Time passed slowly in the cell. The two of them didn’t talk much. There was nothing to say, nothing to do. All that was left was waiting, or sleeping, in Varra’s case. She clearly hadn’t gotten enough of that lately, which was a problem Maelys couldn’t really sympathize with. Sleep was practically all he had done since he drank the vial of Red Teeth… how long ago was that? Two days? More? His condition had thrown off all sense of time, and being in a dungeon certainly didn’t help with that. There was absolutely nothing to do but wait. Wait for Eathe or Xan to return. Or wait for the guards to take him away, never to be seen or heard from again. Whichever came first.

Maelys knew, of course, that this line of thought would lead nowhere. Receiving death threats tended to lead one’s mind astray, so in order to curb the panic, he tried his hand at a thought technique Rozire had taught him so many months ago. It was one of his first lessons, actually: mind projection.

The first step was to sit in silence, back straight, with your thought wholly concentrated on your breath. It was basic meditation, really. In, then out. In, then out. Don’t worry about the past or the future, or even the present. Think only about breath. It had taken Maelys a week of practice just to get that part down.

But now there was so little to focus on. Apart from the looming terror of an imminent execution, he really had nothing going on. So with the help of previous experience and a peaceful environment, Maelys brought the focus of his entire being into his breath. In, then out.

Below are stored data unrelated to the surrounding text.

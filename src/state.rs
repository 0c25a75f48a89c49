//! Shared processor state
//!
//! Flags and timestamps shared between the processing loop, the command
//! poller and the status publisher. Lifecycle commands flip `running`;
//! the loop parks itself while stopped and is woken through the notifier.

use chrono::{DateTime, Utc};
use std::sync::atomic::{AtomicBool, Ordering};
use std::sync::Mutex;
use tokio::sync::Notify;

/// Status labels surfaced through the control plane
pub const STATUS_RUNNING: &str = "Running";
pub const STATUS_STOPPED: &str = "Stopped";
pub const STATUS_PROCESSING: &str = "Processing";
pub const STATUS_RESTARTING: &str = "Restarting";

/// Mutable state of one processor instance
pub struct ProcessorState {
    running: AtomicBool,
    processing: AtomicBool,
    test_mode_enabled: AtomicBool,
    status_label: Mutex<String>,
    last_processed_at: Mutex<Option<DateTime<Utc>>>,
    resume: Notify,
}

impl ProcessorState {
    pub fn new(test_mode_enabled: bool) -> Self {
        Self {
            running: AtomicBool::new(true),
            processing: AtomicBool::new(false),
            test_mode_enabled: AtomicBool::new(test_mode_enabled),
            status_label: Mutex::new(STATUS_RUNNING.to_string()),
            last_processed_at: Mutex::new(None),
            resume: Notify::new(),
        }
    }

    pub fn is_running(&self) -> bool {
        self.running.load(Ordering::SeqCst)
    }

    /// Resume consumption (Start command)
    pub fn start(&self) {
        self.running.store(true, Ordering::SeqCst);
        self.set_label(STATUS_RUNNING);
        self.resume.notify_waiters();
    }

    /// Pause consumption (Stop command); the in-flight message completes
    pub fn stop(&self) {
        self.running.store(false, Ordering::SeqCst);
        self.set_label(STATUS_STOPPED);
    }

    /// Wait until `start` is called
    pub async fn resumed(&self) {
        self.resume.notified().await;
    }

    pub fn is_processing(&self) -> bool {
        self.processing.load(Ordering::SeqCst)
    }

    pub fn set_processing(&self, processing: bool) {
        self.processing.store(processing, Ordering::SeqCst);
        self.set_label(if processing {
            STATUS_PROCESSING
        } else if self.is_running() {
            STATUS_RUNNING
        } else {
            STATUS_STOPPED
        });
    }

    pub fn test_mode_enabled(&self) -> bool {
        self.test_mode_enabled.load(Ordering::SeqCst)
    }

    pub fn set_test_mode(&self, enabled: bool) {
        self.test_mode_enabled.store(enabled, Ordering::SeqCst);
    }

    pub fn status_label(&self) -> String {
        self.status_label
            .lock()
            .expect("state mutex poisoned")
            .clone()
    }

    pub fn set_label(&self, label: &str) {
        *self.status_label.lock().expect("state mutex poisoned") = label.to_string();
    }

    pub fn last_processed_at(&self) -> Option<DateTime<Utc>> {
        *self
            .last_processed_at
            .lock()
            .expect("state mutex poisoned")
    }

    pub fn mark_processed_now(&self) {
        *self
            .last_processed_at
            .lock()
            .expect("state mutex poisoned") = Some(Utc::now());
    }
}

#[cfg(test)]
mod tests {
    use super::*;

    #[test]
    fn test_lifecycle_flags() {
        let state = ProcessorState::new(false);
        assert!(state.is_running());
        assert_eq!(state.status_label(), STATUS_RUNNING);

        state.stop();
        assert!(!state.is_running());
        assert_eq!(state.status_label(), STATUS_STOPPED);

        state.start();
        assert!(state.is_running());
        assert_eq!(state.status_label(), STATUS_RUNNING);
    }

    #[test]
    fn test_processing_label_tracks_running_state() {
        let state = ProcessorState::new(false);
        state.set_processing(true);
        assert_eq!(state.status_label(), STATUS_PROCESSING);
        state.set_processing(false);
        assert_eq!(state.status_label(), STATUS_RUNNING);

        state.stop();
        state.set_processing(true);
        state.set_processing(false);
        assert_eq!(state.status_label(), STATUS_STOPPED);
    }

    #[tokio::test]
    async fn test_resume_wakes_waiter() {
        use std::sync::Arc;
        let state = Arc::new(ProcessorState::new(false));
        state.stop();

        let waiter = {
            let state = Arc::clone(&state);
            tokio::spawn(async move { state.resumed().await })
        };
        tokio::task::yield_now().await;
        state.start();
        waiter.await.unwrap();
    }
}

In, then out.

Time lost meaning after a while. Mind projection required a practiced, trance-like rhythm. Gathering enough focus seemed to take longer than it usually did. He was so out of practice, but his determination didn’t waver, and he kept his thoughts on his breath.

Then, he let his imagination roam.

As always, he imagined a small cloud, pulsating with his breathing. Expanding as he exhaled, compressing as he inhaled. Inside this cloud was a small eye, and Maelys used this imaginary eye to see the real world. Well, not the real world, of course. This technique was purely inventive, all playing out in one’s head. But as Rozire had taught him, imaginary exploration of the real world could teach you useful things about one’s surroundings and state of mind.

He sent his mind cloud out of the cell, passing through the bars and into the dark hallway. On one side—the side that Eathe and later the drunk guards had come from, had a warm light coming from around a corner nearby. He remembered seeing this light with his real eyes, but now it was brighter. He pressed forward as his cloud pulsated, moving towards that light. In, then out. In, then out.

When he rounded the corner, he saw the torch that hung neatly on the far wall. It made no sound, for Maelys had never grown adept enough with this technique to add auditory senses to his cloud. Apparently, Rozire could apply every sense to his mind projection except olfactory. He had promised that it was more due to experience than skill.

Some distance down this hall was a doorway. There were no openings, but it didn’t matter. The mind cloud wasn’t real, after all. He passed through it and came to a long, steep stairway.

He wondered what where this might lead. Into a barracks? Outside? Only one way to find out.